Charles Egerton Osgood (November 20, 1916 – September 15, 1991) was a distinguished American psychologist who developed a technique for measuring the connotative meaning of concepts, known as the semantic differential. A Review of General Psychology survey, published in 2002, ranked Osgood as the 40th most cited psychologist of the 20th century.
Osgood was born in Somerville, Massachusetts. He received his Ph.D. in Psychology from Yale University in 1945.
He was a professor of psychology of the University of Illinois at Champaign-Urbana from 1949 to 1984, and a research professor of the Institute of Communications Research (ICR), in the UI College of Communications. He was the Director of the ICR from 1957 to 1984. He served as president of the American Psychological Association from 1962 to 1963.
Among his many awards were the APA's Distinguished Scientific Contribution Award (1960), and the APA's Kurt Lewin Award (1971).

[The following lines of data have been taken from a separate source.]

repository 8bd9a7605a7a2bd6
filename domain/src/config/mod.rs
//! Configuration value objects for the domain layer
//!
//! These are domain concepts related to configuration that are
//! used across multiple layers.

mod output_format;

pub use output_format::OutputFormat;
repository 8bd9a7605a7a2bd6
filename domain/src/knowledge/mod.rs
//! Q&A knowledge-base entities.
//!
//! Entities are built once from upstream records and then only read:
//!
//! - [`question::Question`]: a question post with its metadata
//! - [`answer::Answer`]: an answer to exactly one question
//! - [`comment::Comment`]: a comment on a question or an answer (a "post")
//! - [`aggregate::AggregateResult`]: a question bundled with its answers and
//!   optional [`aggregate::CommentBundle`]

pub mod aggregate;
pub mod answer;
pub mod comment;
pub mod question;

/// Identifier of a post (question or answer) as assigned by the remote service.
pub type PostId = u64;
//! Output formatting

pub mod formatter;
pub mod markup;

pub use formatter::{
    JsonFormatter, MarkdownFormatter, NO_RESULTS, OutputFormatter, format_response,
};
pub use markup::{markup_to_line, markup_to_text};
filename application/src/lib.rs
//! Application layer for stackgate
//!
//! This crate contains use cases and port definitions.
//! It depends only on the domain layer.

pub mod ports;
pub mod use_cases;

// Re-export commonly used types
pub use ports::knowledge_gateway::{FetchError, KnowledgeGateway, THROTTLED_STATUS};
pub use use_cases::assemble_results::ResultAssembler;
pub use use_cases::query_knowledge::{
    AnalyzeStackTraceInput, DEFAULT_SEARCH_LIMIT, DEFAULT_TRACE_LIMIT, GetQuestionInput,
    QueryError, QueryKnowledgeUseCase, SearchByErrorInput, SearchByQueryInput,
};
//! Knowledge gateway port
//!
//! Defines the interface for fetching questions, answers and comments from the
//! remote Q&A service.

use async_trait::async_trait;
use stackgate_domain::{Answer, Comment, PostId, Question, SearchFilters};
use thiserror::Error;

/// HTTP status the remote service uses to signal throttling
pub const THROTTLED_STATUS: u16 = 429;

/// Errors that can occur while fetching from the knowledge base
#[derive(Error, Debug, Clone, PartialEq, Eq)]
pub enum FetchError {
    /// The remote service failed, or kept throttling past the retry budget.
    ///
    /// `status` is absent for transport and decoding failures.
    #[error("Upstream request failed{}: {message}", status_suffix(.status))]
    Upstream {
        status: Option<u16>,
        message: String,
    },

    /// The local request budget never freed up within the allowed waits
    #[error("Local rate limit exhausted after {attempts} wait attempts")]
    RateLimitExhausted { attempts: u32 },

    /// A direct question lookup returned no items
    #[error("Question with ID {0} not found")]
    NotFound(PostId),
}

fn status_suffix(status: &Option<u16>) -> String {
    status.map(|s| format!(" ({})", s)).unwrap_or_default()
}

impl FetchError {
    pub fn upstream(status: Option<u16>, message: impl Into<String>) -> Self {
        FetchError::Upstream {
            status,
            message: message.into(),
        }
    }

    /// Upstream throttling (HTTP 429)
    pub fn throttled(message: impl Into<String>) -> Self {
        Self::upstream(Some(THROTTLED_STATUS), message)
    }

    /// Whether this is an upstream throttling response that may be retried
    pub fn is_throttled(&self) -> bool {
        self.status() == Some(THROTTLED_STATUS)
    }

    /// HTTP status attached to an upstream failure
    pub fn status(&self) -> Option<u16> {
        match self {
            FetchError::Upstream { status, .. } => *status,
            _ => None,
        }
    }
}

/// Gateway to the remote knowledge base
///
/// Implementations (adapters) live in the infrastructure layer. Every call is
/// independent; implementations hold no per-call state between calls.
#[async_trait]
pub trait KnowledgeGateway: Send + Sync {
    /// Search questions, sorted and paginated upstream.
    ///
    /// `filters.min_score` is applied to the fetched page, so fewer than
    /// `filters.page_size` questions may come back.
    async fn advanced_search(&self, filters: &SearchFilters) -> Result<Vec<Question>, FetchError>;

    /// Answers for one question, highest voted first
    async fn fetch_answers(&self, question_id: PostId) -> Result<Vec<Answer>, FetchError>;

    /// Comments on one post (question or answer), highest voted first
    async fn fetch_comments(&self, post_id: PostId) -> Result<Vec<Comment>, FetchError>;

    /// A single question by id, failing with [`FetchError::NotFound`] when absent
    async fn get_question(&self, question_id: PostId) -> Result<Question, FetchError>;
}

Charles Osgood died in 1991.
At the height of Cold War tensions between the United States and the Soviet Union, Osgood formulated a new approach to international relations called "Graduated Reciprocation in Tension-reduction", or GRIT. This was first articulated in a paper titled, "Reciprocal Initiative", and developed at greater length in his seminal book, An Alternative To War Or Surrender, both published in 1962. Osgood hoped to be able to reverse the nuclear arms race through a series of carefully calibrated, reciprocal steps which would gradually foster greater trust between the two superpowers. He was appointed to the Social Science Advisory Board of the Arms Control and Disarmament Agency, serving from 1964 to 1971.